**Brief:** For this exercise, restate word for word only the lines from the first line of the data to the line containing "let raw = raw.trim();".

═════ The records

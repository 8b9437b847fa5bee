use crate::error::GameError;
use crate::espn::college_logo_url;
use crate::model::{
    AthleteBio, AthleteDetail, CareerStop, GamePlayer, StopKind, TeamHistoryEntry,
};

#[derive(Debug, Clone, Copy, PartialEq, Eq)]
pub struct SeasonSpan {
    pub start: i32,
    pub end: i32,
    pub ongoing: bool,
}

impl SeasonSpan {
    /// Accepts `"2020"`, `"2020-2023"` and `"2020-Present"`. A missing end
    /// year reuses the start year.
    pub fn parse(raw: &str) -> Option<Self> {
        let raw = raw.trim();
        let (start_raw, end_raw) = match raw.split_once('-') {
            Some((start, end)) => (start.trim(), Some(end.trim())),
            None => (raw, None),
        };
        let start = start_raw.parse::<i32>().ok()?;
        match end_raw {
            None | Some("") => Some(Self {
                start,
                end: start,
                ongoing: false,
            }),
            Some(end) if end.eq_ignore_ascii_case("present") || end.eq_ignore_ascii_case("current") => {
                Some(Self {
                    start,
                    end: start,
                    ongoing: true,
                })
            }
            Some(end) => {
                let end = end.parse::<i32>().ok()?;
                Some(Self {
                    start: start.min(end),
                    end: start.max(end),
                    ongoing: false,
                })
            }
        }
    }

    pub fn merge(self, other: SeasonSpan) -> SeasonSpan {
        SeasonSpan {
            start: self.start.min(other.start),
            end: self.end.max(other.end),
            ongoing: self.ongoing || other.ongoing,
        }
    }

    pub fn format(&self) -> String {
        if self.ongoing {
            format!("{}-Present", self.start)
        } else {
            format_season_range(self.start, self.end)
        }
    }
}

pub fn format_season_range(start: i32, end: i32) -> String {
    if start == end {
        start.to_string()
    } else {
        format!("{start}-{end}")
    }
}

const UNKNOWN_TEAM: &str = "Unknown Team";

struct Stint {
    team_id: Option<String>,
    name: String,
    logo: String,
    span: Option<SeasonSpan>,
    raw_seasons: String,
}

impl Stint {
    fn from_entry(entry: &TeamHistoryEntry) -> Self {
        Self {
            team_id: entry.team_id.clone(),
            name: entry.name.clone(),
            logo: entry.logo.clone(),
            span: SeasonSpan::parse(&entry.seasons),
            raw_seasons: entry.seasons.trim().to_string(),
        }
    }

    fn same_team(&self, entry: &TeamHistoryEntry) -> bool {
        matches!((&self.team_id, &entry.team_id), (Some(a), Some(b)) if a == b)
    }

    /// `entry` is chronologically later, so its branding wins.
    fn absorb(&mut self, entry: &TeamHistoryEntry) {
        if !entry.name.trim().is_empty() {
            self.name = entry.name.clone();
        }
        if !entry.logo.trim().is_empty() {
            self.logo = entry.logo.clone();
        }
        self.span = match (self.span, SeasonSpan::parse(&entry.seasons)) {
            (Some(ours), Some(theirs)) => Some(ours.merge(theirs)),
            (None, theirs) => theirs,
            (ours, None) => ours,
        };
    }

    fn into_stop(self) -> CareerStop {
        let name = if self.name.trim().is_empty() {
            UNKNOWN_TEAM.to_string()
        } else {
            self.name
        };
        CareerStop {
            kind: StopKind::Affiliation,
            name,
            logo: self.logo,
            seasons: self.span.map(|s| s.format()).unwrap_or(self.raw_seasons),
            team_id: self.team_id,
        }
    }
}

/// Reverse a newest-first team history into chronological stops, merging
/// consecutive entries that share a team id.
pub fn merge_team_history(newest_first: &[TeamHistoryEntry]) -> Vec<CareerStop> {
    let mut stints: Vec<Stint> = Vec::new();
    for entry in newest_first.iter().rev() {
        match stints.last_mut() {
            Some(last) if last.same_team(entry) => last.absorb(entry),
            _ => stints.push(Stint::from_entry(entry)),
        }
    }
    stints.into_iter().map(Stint::into_stop).collect()
}

pub fn build_career_path(
    detail: &AthleteDetail,
    bio: &AthleteBio,
) -> Result<Vec<CareerStop>, GameError> {
    let mut path = Vec::new();

    if let Some(college) = &detail.college {
        path.push(CareerStop {
            kind: StopKind::College,
            name: college.name.clone(),
            logo: college
                .id
                .as_deref()
                .map(college_logo_url)
                .unwrap_or_default(),
            seasons: String::new(),
            team_id: None,
        });
    }

    path.extend(merge_team_history(&bio.team_history));

    if !path.iter().any(CareerStop::is_affiliation) {
        return Err(GameError::not_playable(&detail.id, "no professional team history"));
    }
    Ok(path)
}

pub fn build_game_player(detail: &AthleteDetail, bio: &AthleteBio) -> Result<GamePlayer, GameError> {
    let career_path = build_career_path(detail, bio)?;
    Ok(GamePlayer {
        id: detail.id.clone(),
        full_name: detail.full_name.clone(),
        headshot: detail.headshot.clone(),
        position: detail.position.clone(),
        career_path,
    })
}

#[cfg(test)]
mod tests {
    use super::{SeasonSpan, format_season_range};

    #[test]
    fn season_formats() {
        assert_eq!(format_season_range(2022, 2022), "2022");
        assert_eq!(format_season_range(2019, 2023), "2019-2023");
    }

    #[test]
    fn season_parse_variants() {
        assert_eq!(
            SeasonSpan::parse("2022"),
            Some(SeasonSpan { start: 2022, end: 2022, ongoing: false })
        );
        assert_eq!(
            SeasonSpan::parse(" 2018 - 2020 "),
            Some(SeasonSpan { start: 2018, end: 2020, ongoing: false })
        );
        assert_eq!(
            SeasonSpan::parse("2021-"),
            Some(SeasonSpan { start: 2021, end: 2021, ongoing: false })
        );
        assert_eq!(SeasonSpan::parse("2017-Present").map(|s| s.format()).as_deref(), Some("2017-Present"));
        assert_eq!(SeasonSpan::parse(""), None);
        assert_eq!(SeasonSpan::parse("rookie"), None);
    }

    #[test]
    fn merge_keeps_earliest_start_and_latest_end() {
        let a = SeasonSpan::parse("2020-2021").expect("span");
        let b = SeasonSpan::parse("2022").expect("span");
        assert_eq!(a.merge(b).format(), "2020-2022");
    }
}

══════════

**Answer below:**
repository 8b9437b847fa5bee
use crate::error::GameError;
use crate::espn::college_logo_url;
use crate::model::{
    AthleteBio, AthleteDetail, CareerStop, GamePlayer, StopKind, TeamHistoryEntry,
};

#[derive(Debug, Clone, Copy, PartialEq, Eq)]
pub struct SeasonSpan {
    pub start: i32,
    pub end: i32,
    pub ongoing: bool,
}

impl SeasonSpan {
    /// Accepts `"2020"`, `"2020-2023"` and `"2020-Present"`. A missing end
    /// year reuses the start year.
    pub fn parse(raw: &str) -> Option<Self> {
        let raw = raw.trim();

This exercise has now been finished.